It's been a few days now since VMware's VI 3.5 and ESX 3.5i Update 2 problems, so I thought it prudent to wrap up what's gone on. Those of you directly affected are probably already aware of what's gone down.
As of Wednesday morning, a new, full version of Update 2 was unavailable, but an Express Patch has been released to fix existing problems. The Express Patch was made available Tuesday night, as announced in a blog post by new (and probably really tired) CEO Paul Maritz.
In the blog post, dated August 12 at 8:26 PM, Maritz writes:
In remedying the situation, we've already released an express patch for those customers that have installed/upgraded to ESX or ESXi 3.5 Update 2. Within the next 24 hours, we also expect to issue a full replacement for Update 2, which should be used by customers who want to perform fresh installs of ESX or ESXi.
That's a pretty quick turnaround time, even though this should have never, ever happened in the first place. Maritz went on, owning up to the problem and noting specific areas where failures occurred:
I am sure you're wondering how this could happen. We failed in two areas:
- Not disabling the code in the final release of Update 2; and
- Not catching it in our quality assurance process.

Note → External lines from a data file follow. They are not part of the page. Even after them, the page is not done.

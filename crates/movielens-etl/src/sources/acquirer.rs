//! Dataset download and archive extraction

use async_trait::async_trait;
use futures::StreamExt;
use std::fs::File;
use std::io;
use std::path::{Path, PathBuf};
use std::time::Instant;
use tokio::io::AsyncWriteExt;
use tracing::{debug, info};
use zip::read::ZipArchive;

use crate::config::DownloadConfig;
use crate::errors::AcquisitionError;
use crate::utils::human_format::{format_bytes, format_duration_precise};

/// Fetches a dataset archive and makes it available on local disk
#[async_trait]
pub trait DatasetAcquirer: Send + Sync {
    /// Download `url` to `{datasets_dir}/{zip_name}`, extract it into
    /// `datasets_dir` and return the extracted dataset directory.
    async fn acquire(
        &self,
        url: &str,
        datasets_dir: &Path,
        zip_name: &str,
    ) -> Result<PathBuf, AcquisitionError>;
}

pub struct HttpDatasetAcquirer {
    client: reqwest::Client,
}

impl HttpDatasetAcquirer {
    pub fn new(config: &DownloadConfig) -> Result<Self, AcquisitionError> {
        let client = reqwest::Client::builder()
            .timeout(config.timeout)
            .user_agent(config.user_agent.clone())
            .build()
            .map_err(|source| AcquisitionError::Download {
                url: String::new(),
                source,
            })?;
        Ok(Self { client })
    }

    async fn download(&self, url: &str, destination: &Path) -> Result<u64, AcquisitionError> {
        debug!("Downloading {} to {:?}", url, destination);
        let download_error = |source| AcquisitionError::Download {
            url: url.to_string(),
            source,
        };

        let response = self.client.get(url).send().await.map_err(download_error)?;
        if !response.status().is_success() {
            return Err(AcquisitionError::HttpStatus {
                url: url.to_string(),
                status: response.status().as_u16(),
            });
        }
        let total_size = response.content_length();

        let mut file = tokio::fs::File::create(destination).await?;
        let mut downloaded = 0u64;
        let mut stream = response.bytes_stream();
        while let Some(chunk) = stream.next().await {
            let chunk = chunk.map_err(download_error)?;
            file.write_all(&chunk).await?;
            downloaded += chunk.len() as u64;
        }
        file.flush().await?;

        if let Some(total) = total_size {
            debug!("Downloaded {} of {} bytes", downloaded, total);
        }
        Ok(downloaded)
    }
}

#[async_trait]
impl DatasetAcquirer for HttpDatasetAcquirer {
    async fn acquire(
        &self,
        url: &str,
        datasets_dir: &Path,
        zip_name: &str,
    ) -> Result<PathBuf, AcquisitionError> {
        let started = Instant::now();
        tokio::fs::create_dir_all(datasets_dir).await?;

        let zip_path = datasets_dir.join(zip_name);
        let downloaded = self.download(url, &zip_path).await?;
        info!(
            "Dataset downloaded: url={} size={} duration={}",
            url,
            format_bytes(downloaded),
            format_duration_precise(started.elapsed())
        );

        let archive = zip_path.clone();
        let target = datasets_dir.to_path_buf();
        let extracted = tokio::task::spawn_blocking(move || extract_archive(&archive, &target))
            .await
            .map_err(|e| AcquisitionError::Extraction {
                path: zip_path.clone(),
                message: e.to_string(),
            })??;
        info!("Extracted {} entries from {:?}", extracted, zip_path);

        let stem = Path::new(zip_name)
            .file_stem()
            .ok_or_else(|| AcquisitionError::Extraction {
                path: zip_path.clone(),
                message: "archive name has no file stem".to_string(),
            })?;
        let dataset_dir = datasets_dir.join(stem);
        if !dataset_dir.is_dir() {
            return Err(AcquisitionError::Extraction {
                path: zip_path,
                message: format!("archive did not contain a '{}' directory", stem.to_string_lossy()),
            });
        }
        Ok(dataset_dir)
    }
}

/// Unpack every entry of `archive` under `target`; returns the file count.
///
/// Entries whose names would escape `target` are rejected.
pub fn extract_archive(archive: &Path, target: &Path) -> Result<usize, AcquisitionError> {
    let extraction_error = |message: String| AcquisitionError::Extraction {
        path: archive.to_path_buf(),
        message,
    };

    let file = File::open(archive)?;
    let mut zip = ZipArchive::new(file).map_err(|e| extraction_error(e.to_string()))?;
    let mut files = 0;

    for index in 0..zip.len() {
        let mut entry = zip
            .by_index(index)
            .map_err(|e| extraction_error(e.to_string()))?;
        let relative = entry
            .enclosed_name()
            .ok_or_else(|| extraction_error(format!("unsafe entry name '{}'", entry.name())))?;
        let out_path = target.join(relative);

        if entry.is_dir() {
            std::fs::create_dir_all(&out_path)?;
            continue;
        }
        if let Some(parent) = out_path.parent() {
            std::fs::create_dir_all(parent)?;
        }
        let mut out = File::create(&out_path)?;
        io::copy(&mut entry, &mut out)?;
        files += 1;
    }

    Ok(files)
}
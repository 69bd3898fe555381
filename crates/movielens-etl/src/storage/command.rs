//! Durable storage through an external CLI
//!
//! Invocations follow the `dbfs` shape:
//! `{program} cp [--recursive] [--overwrite] <src> <dst>` and
//! `{program} rm [--recursive] <path>`.

use async_trait::async_trait;
use std::io;
use std::process::Stdio;
use std::time::Duration;
use tokio::process::Command;
use tracing::{debug, warn};

use super::{CopyOptions, StorageBridge, invalid_path};
use crate::errors::{StorageError, StorageResult};

const DEFAULT_TIMEOUT: Duration = Duration::from_secs(600);

#[derive(Debug, Clone)]
pub struct CommandStorageBridge {
    program: String,
    timeout: Duration,
}

impl CommandStorageBridge {
    pub fn new(program: impl Into<String>) -> Self {
        Self {
            program: program.into(),
            timeout: DEFAULT_TIMEOUT,
        }
    }

    pub fn with_timeout(mut self, timeout: Duration) -> Self {
        self.timeout = timeout;
        self
    }

    pub fn program(&self) -> &str {
        &self.program
    }

    pub fn copy_args(source: &str, destination: &str, options: CopyOptions) -> Vec<String> {
        let mut args = vec!["cp".to_string()];
        if options.recursive {
            args.push("--recursive".to_string());
        }
        if options.overwrite {
            args.push("--overwrite".to_string());
        }
        args.push(source.to_string());
        args.push(destination.to_string());
        args
    }

    pub fn remove_args(path: &str, recursive: bool) -> Vec<String> {
        let mut args = vec!["rm".to_string()];
        if recursive {
            args.push("--recursive".to_string());
        }
        args.push(path.to_string());
        args
    }

    async fn run(&self, operation: &'static str, args: Vec<String>) -> StorageResult<()> {
        debug!("Running {} {}", self.program, args.join(" "));

        let mut cmd = Command::new(&self.program);
        cmd.args(&args);
        cmd.stdin(Stdio::null());
        cmd.stdout(Stdio::piped());
        cmd.stderr(Stdio::piped());
        cmd.kill_on_drop(true);

        let output = tokio::time::timeout(self.timeout, cmd.output())
            .await
            .map_err(|_| {
                StorageError::new(
                    operation,
                    io::ErrorKind::TimedOut,
                    format!("{} timed out after {:?}", self.program, self.timeout),
                )
            })?
            .map_err(|e| StorageError::from_io(operation, e))?;

        if !output.status.success() {
            let stderr = String::from_utf8_lossy(&output.stderr).trim().to_string();
            let code = output
                .status
                .code()
                .map(|c| c.to_string())
                .unwrap_or_else(|| "signal".to_string());
            warn!("{} {} exited with {}: {}", self.program, operation, code, stderr);
            return Err(StorageError::new(
                operation,
                io::ErrorKind::Other,
                format!("{} exited with status {}: {}", self.program, code, stderr),
            ));
        }

        Ok(())
    }
}

#[async_trait]
impl StorageBridge for CommandStorageBridge {
    fn name(&self) -> &'static str {
        "command"
    }

    async fn copy(
        &self,
        source: &str,
        destination: &str,
        options: CopyOptions,
    ) -> StorageResult<()> {
        if source.trim().is_empty() {
            return Err(invalid_path("copy", source));
        }
        if destination.trim().is_empty() {
            return Err(invalid_path("copy", destination));
        }
        self.run("copy", Self::copy_args(source, destination, options))
            .await
    }

    async fn remove(&self, path: &str, recursive: bool) -> StorageResult<()> {
        if path.trim().is_empty() {
            return Err(invalid_path("remove", path));
        }
        self.run("remove", Self::remove_args(path, recursive)).await
    }
}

We are doing everything in our power to make sure this doesn't happen again. VMware prides itself on the quality and reliability of our products, and this incident has prompted a thorough self-examination of how we create and deliver products to our customers. We have kicked off a comprehensive, in-depth review of our QA and release processes, and will quickly make the needed changes.
I really feel that VMware handled this as well as they could have, and that while this situation shouldn't have happened, they've done an admirable job of stepping up to the plate. It's not like this happens all the time, and that patch after patch keeps breaking things. I think it's been a bit of a humbling and eye-opening experience for them, and hopefully that will make them better in the long run.
I feel bad for the folks that waited a week before installing, just to make sure that everything was OK, then got burned anyway. I don't think this is an early-adopter problem or a lack of testing problem at all. Nobody outside of VMware could've seen this one coming, and if they didn't see it, administrators shouldn't be held responsible.
I've been trying to think of ways to avoid this type of thing in the future. In conventional data centers, if ten servers go down, that's bad because ten servers went down. In a virtualized world, if ten servers go down, that could mean 100 servers went down, or 400 workstations! "Wait longer before rolling out an update!" will surely come up as a way to avoid it, but that's not really a solution. The drop dead date for Update 2 could've been December 12 instead of August 12, and you wouldn't expect folks to wait that long to test, would you?
It's naive to think that something like this won't happen again (with VMware or anyone else, for that matter). A comment in the blog post I made the other day mentioned using multiple hypervisors in the data center as a redundant solution, but at this point I'm not sure that's a viable thing. Maybe if your two platforms were Hyper-V and XenServer, since Microsoft and Citrix have a partnership, but otherwise I just don't see it happening.
Some might say that simply splitting the virtualized servers between two or three hypervisors is enough since you're only shouldering half the outage, but in reality that just makes them 2 or 3 times more prone to a single failure. An airplane with two engines is twice as likely to experience an engine failure as an airplane with one engine, and the same applies here.
So, putting all your eggs in one basket is bad, as is splitting them between a few baskets. Maybe it's time to think about putting all your eggs in multiple baskets. Maybe a third party "synchronizer" that can automatically maintain two completely separate environments? I can't imagine the storage required, but if the systems are important enough to use two virtualization platforms then storage might not be a problem.
So what do you think? Is it necessary? Can it be done in an automated way? Got any other ideas?